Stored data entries
==*==
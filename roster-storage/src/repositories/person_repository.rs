//! Person repository implementation

use async_trait::async_trait;
use tracing::debug;

use roster_api_types::{Person, PersonPatch, PersonPayload};
use roster_interfaces::{
    CrudRepository, DatabaseError, DatabaseResult, PersonRepository, QueryRepository, Repository,
};
use roster_query::{Page, RecordQuery};

use crate::store::{InMemoryStore, HEALTH_CHECK_TIMEOUT};

#[derive(Debug, Clone)]
pub struct InMemoryPersonRepository {
    store: InMemoryStore,
}

impl InMemoryPersonRepository {
    pub fn new(store: InMemoryStore) -> Self {
        Self { store }
    }
}

#[async_trait]
impl Repository for InMemoryPersonRepository {
    async fn health_check(&self) -> DatabaseResult<()> {
        self.store.read_within(HEALTH_CHECK_TIMEOUT).await?.check_people()
    }
}

#[async_trait]
impl CrudRepository<Person, PersonPayload> for InMemoryPersonRepository {
    async fn create(&self, new: PersonPayload) -> DatabaseResult<Person> {
        let mut tables = self.store.write().await;
        let id = tables.allocate_person_id();
        let person = new.into_person(id);
        tables.people.insert(id, person.clone());

        debug!(person_id = id, name = %person.full_name(), "Created person");
        Ok(person)
    }

    async fn find_by_id(&self, id: i64) -> DatabaseResult<Option<Person>> {
        Ok(self.store.read().await.people.get(&id).cloned())
    }

    async fn replace(&self, id: i64, new: PersonPayload) -> DatabaseResult<Person> {
        let mut tables = self.store.write().await;
        let slot = tables
            .people
            .get_mut(&id)
            .ok_or_else(|| DatabaseError::not_found("User", id))?;
        *slot = new.into_person(id);

        debug!(person_id = id, "Replaced person");
        Ok(slot.clone())
    }

    async fn delete(&self, id: i64) -> DatabaseResult<Person> {
        self.store
            .write()
            .await
            .remove_person(id)
            .ok_or_else(|| DatabaseError::not_found("User", id))
    }

    async fn count(&self) -> DatabaseResult<u64> {
        Ok(self.store.read().await.people.len() as u64)
    }
}

#[async_trait]
impl QueryRepository<Person> for InMemoryPersonRepository {
    async fn find(&self, query: &RecordQuery) -> DatabaseResult<Page<Person>> {
        let tables = self.store.read().await;
        Ok(query.apply(tables.people.values()))
    }
}

#[async_trait]
impl PersonRepository for InMemoryPersonRepository {
    async fn patch(&self, id: i64, patch: PersonPatch) -> DatabaseResult<Person> {
        let mut tables = self.store.write().await;
        let person = tables
            .people
            .get_mut(&id)
            .ok_or_else(|| DatabaseError::not_found("User", id))?;
        patch.apply(person);

        debug!(person_id = id, "Patched person");
        Ok(person.clone())
    }
}
//! Memoized filter expression parsing
//!
//! Only the parse is cached: it is a pure function of the schema and the raw
//! expression. Query results are never cached since they depend on live
//! storage.

use lru::LruCache;
use parking_lot::Mutex;
use std::num::NonZeroUsize;
use std::sync::Arc;
use tracing::trace;

use crate::error::QueryResult;
use crate::filter::{FilterExpression, Predicate};
use crate::schema::{AttributeOptions, SchemaDescriptor};

/// Schema name, options and raw expression
type CacheKey = (&'static str, AttributeOptions, String);

/// Bounded LRU cache of validated filter expressions
pub struct ExpressionCache {
    entries: Mutex<LruCache<CacheKey, Arc<FilterExpression>>>,
}

impl ExpressionCache {
    pub const DEFAULT_CAPACITY: usize = 128;

    /// Create a cache holding up to `capacity` expressions (at least one)
    pub fn new(capacity: usize) -> Self {
        let capacity = NonZeroUsize::new(capacity).unwrap_or(NonZeroUsize::MIN);
        Self {
            entries: Mutex::new(LruCache::new(capacity)),
        }
    }

    /// Parse and validate `raw` against the attributes `schema` exposes under
    /// `options`, reusing earlier parses.
    ///
    /// Invalid expressions are not cached.
    pub fn expression(
        &self,
        schema: &SchemaDescriptor,
        options: &AttributeOptions,
        raw: &str,
    ) -> QueryResult<Arc<FilterExpression>> {
        let key = (schema.name(), options.clone(), raw.to_string());

        if let Some(hit) = self.entries.lock().get(&key) {
            trace!(schema = schema.name(), expression = raw, "filter expression cache hit");
            return Ok(Arc::clone(hit));
        }

        let expression = FilterExpression::parse(raw);
        expression.validate_with(schema, options)?;

        let expression = Arc::new(expression);
        self.entries.lock().put(key, Arc::clone(&expression));
        Ok(expression)
    }

    /// Validated predicate for `raw` bound to `value`
    pub fn predicate(
        &self,
        schema: &SchemaDescriptor,
        options: &AttributeOptions,
        raw: &str,
        value: &str,
    ) -> QueryResult<Predicate> {
        Ok(self.expression(schema, options, raw)?.bind(value))
    }

    pub fn len(&self) -> usize {
        self.entries.lock().len()
    }

    pub fn is_empty(&self) -> bool {
        self.entries.lock().is_empty()
    }

    pub fn clear(&self) {
        self.entries.lock().clear();
    }
}

impl Default for ExpressionCache {
    fn default() -> Self {
        Self::new(Self::DEFAULT_CAPACITY)
    }
}

impl std::fmt::Debug for ExpressionCache {
    fn fmt(&self, f: &mut std::fmt::Formatter<'_>) -> std::fmt::Result {
        f.debug_struct("ExpressionCache")
            .field("len", &self.len())
            .finish()
    }
}
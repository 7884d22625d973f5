//! In-memory storage for Roster
//!
//! All three tables live behind one lock so that cascading deletes and
//! foreign-key checks see a consistent view. Each repository is a cheap
//! handle onto the shared [`InMemoryStore`].

pub mod factory;
pub mod repositories;
pub mod seed;
pub mod store;

// Re-export core types for convenience
pub use factory::InMemoryRepositoryFactory;
pub use repositories::{InMemoryCommentRepository, InMemoryPersonRepository, InMemoryVoteRepository};
pub use store::InMemoryStore;
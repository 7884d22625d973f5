//! Service index and fake data loader

use axum::{
    extract::{rejection::QueryRejection, Query, State},
    http::StatusCode,
    response::IntoResponse,
    Json,
};
use roster_web::WebError;
use tracing::info;

use crate::{
    context::AppContext,
    errors::RestResult,
    models::{DataLoadedResponse, IndexResponse, SeedQuery, MAX_SEED_QUANTITY},
};

pub async fn index(State(ctx): State<AppContext>) -> impl IntoResponse {
    Json(IndexResponse::new(&ctx.api_prefix))
}

/// Generate `quantity` people, comments and votes
pub async fn load_fake_data(
    State(ctx): State<AppContext>,
    query: Result<Query<SeedQuery>, QueryRejection>,
) -> RestResult<impl IntoResponse> {
    let Query(query) = query.map_err(WebError::from)?;
    if query.quantity > MAX_SEED_QUANTITY {
        return Err(WebError::bad_request(format!(
            "quantity must be at most {}, got {}",
            MAX_SEED_QUANTITY, query.quantity
        ))
        .into());
    }

    let report = ctx.repositories.seed(query.quantity).await?;
    info!(
        people = report.people,
        comments = report.comments,
        votes = report.votes,
        "Fake data loaded"
    );

    Ok((
        StatusCode::CREATED,
        Json(DataLoadedResponse {
            success: true,
            detail: "Data loaded".to_string(),
            home: "/".to_string(),
            people: report.people,
            comments: report.comments,
            votes: report.votes,
        }),
    ))
}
==*==
What you should do: From the entries above, pull out each line that includes "repositories".

Response below:
filename roster-storage/src/repositories/person_repository.rs
pub mod repositories;
pub use repositories::{InMemoryCommentRepository, InMemoryPersonRepository, InMemoryVoteRepository};
    let report = ctx.repositories.seed(query.quantity).await?;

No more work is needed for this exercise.